* [ACTION ITEM] Each record beneath this line should be returned exactly as it is.

─── THE INPUT

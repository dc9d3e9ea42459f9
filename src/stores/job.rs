use std::sync::Arc;

use log::{info, warn};

use crate::api::client::ApiClient;
use crate::api::models::{ContactId, Job, JobHandle, JobId, JobStatus, NewJob};
use crate::cache::ScopedCache;
use crate::error::{CrmError, Result};

/// Jobs partitioned by status filter; `None` is the unfiltered list.
/// Status transitions belong to the server, so every mutation here
/// invalidates every partition.
pub struct JobStore {
    api: Arc<ApiClient>,
    cache: ScopedCache<Option<JobStatus>, Job>,
}

impl JobStore {
    pub fn new(api: Arc<ApiClient>) -> Self {
        Self {
            api,
            cache: ScopedCache::new(),
        }
    }

    /// Submits a job and returns once the server accepted it. Delivery happens
    /// later; poll [`list`](Self::list) for the outcome.
    pub async fn create(&self, message: &str, recipients: &[ContactId]) -> Result<JobHandle> {
        if message.trim().is_empty() {
            return Err(CrmError::validation("message cannot be empty"));
        }
        if recipients.is_empty() {
            return Err(CrmError::validation("a job needs at least one recipient"));
        }
        let _guard = self.cache.lock_scope(&None).await;
        let id = self
            .api
            .create_job(&NewJob {
                message,
                contact_ids: recipients,
            })
            .await?;
        info!("job {:?} accepted for {} recipients", id, recipients.len());
        self.cache.invalidate_all();
        Ok(JobHandle {
            id,
            recipient_count: recipients.len(),
        })
    }

    pub async fn list(&self, status: Option<JobStatus>) -> Result<Vec<Job>> {
        if let Some(jobs) = self.cache.get(&status) {
            return Ok(jobs);
        }
        self.refresh(status).await
    }

    /// Always goes to the server, for polling.
    pub async fn refresh(&self, status: Option<JobStatus>) -> Result<Vec<Job>> {
        let ticket = self.cache.begin_fetch(status);
        let mut jobs = self.api.jobs(status).await?;
        if let Some(status) = status {
            jobs.retain(|j| j.status == status);
        }
        self.cache.complete_fetch(ticket, jobs.clone());
        Ok(jobs)
    }

    /// Only pending jobs are meant to be deleted. The server decides; this
    /// just warns when the cache already says otherwise.
    pub async fn delete(&self, id: JobId) -> Result<()> {
        let known = JobStatus::ALL
            .into_iter()
            .map(Some)
            .chain([None])
            .filter_map(|scope| self.cache.peek(&scope))
            .flatten()
            .find(|j| j.id == id);
        if let Some(job) = known.filter(|j| !j.is_pending()) {
            warn!("deleting job {} which is {}, not PENDING", id, job.status);
        }

        let _guard = self.cache.lock_scope(&None).await;
        self.api.delete_job(id).await?;
        info!("deleted job {}", id);
        self.cache.invalidate_all();
        Ok(())
    }
}
pub mod category;
pub mod contact;
pub mod job;
pub mod template;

──────

* [TASK RESULT]
repository dc9d3e9ea42459f9
filename src/stores/job.rs
use std::sync::Arc;

use log::{info, warn};

use crate::api::client::ApiClient;
use crate::api::models::{ContactId, Job, JobHandle, JobId, JobStatus, NewJob};
use crate::cache::ScopedCache;
use crate::error::{CrmError, Result};

/// Jobs partitioned by status filter; `None` is the unfiltered list.
/// Status transitions belong to the server, so every mutation here
/// invalidates every partition.
pub struct JobStore {
    api: Arc<ApiClient>,
    cache: ScopedCache<Option<JobStatus>, Job>,
}

impl JobStore {
    pub fn new(api: Arc<ApiClient>) -> Self {
        Self {
            api,
            cache: ScopedCache::new(),
        }
    }

    /// Submits a job and returns once the server accepted it. Delivery happens
    /// later; poll [`list`](Self::list) for the outcome.
    pub async fn create(&self, message: &str, recipients: &[ContactId]) -> Result<JobHandle> {
        if message.trim().is_empty() {
            return Err(CrmError::validation("message cannot be empty"));
        }
        if recipients.is_empty() {
            return Err(CrmError::validation("a job needs at least one recipient"));
        }
        let _guard = self.cache.lock_scope(&None).await;
        let id = self
            .api
            .create_job(&NewJob {
                message,
                contact_ids: recipients,
            })
            .await?;
        info!("job {:?} accepted for {} recipients", id, recipients.len());
        self.cache.invalidate_all();
        Ok(JobHandle {
            id,
            recipient_count: recipients.len(),
        })
    }

    pub async fn list(&self, status: Option<JobStatus>) -> Result<Vec<Job>> {
        if let Some(jobs) = self.cache.get(&status) {
            return Ok(jobs);
        }
        self.refresh(status).await
    }

    /// Always goes to the server, for polling.
    pub async fn refresh(&self, status: Option<JobStatus>) -> Result<Vec<Job>> {
        let ticket = self.cache.begin_fetch(status);
        let mut jobs = self.api.jobs(status).await?;
        if let Some(status) = status {
            jobs.retain(|j| j.status == status);
        }
        self.cache.complete_fetch(ticket, jobs.clone());
        Ok(jobs)
    }

    /// Only pending jobs are meant to be deleted. The server decides; this
    /// just warns when the cache already says otherwise.
    pub async fn delete(&self, id: JobId) -> Result<()> {
        let known = JobStatus::ALL
            .into_iter()
            .map(Some)
            .chain([None])
            .filter_map(|scope| self.cache.peek(&scope))
            .flatten()
            .find(|j| j.id == id);
        if let Some(job) = known.filter(|j| !j.is_pending()) {
            warn!("deleting job {} which is {}, not PENDING", id, job.status);
        }

        let _guard = self.cache.lock_scope(&None).await;
        self.api.delete_job(id).await?;
        info!("deleted job {}", id);
        self.cache.invalidate_all();
        Ok(())
    }
}
pub mod category;
pub mod contact;
pub mod job;
pub mod template;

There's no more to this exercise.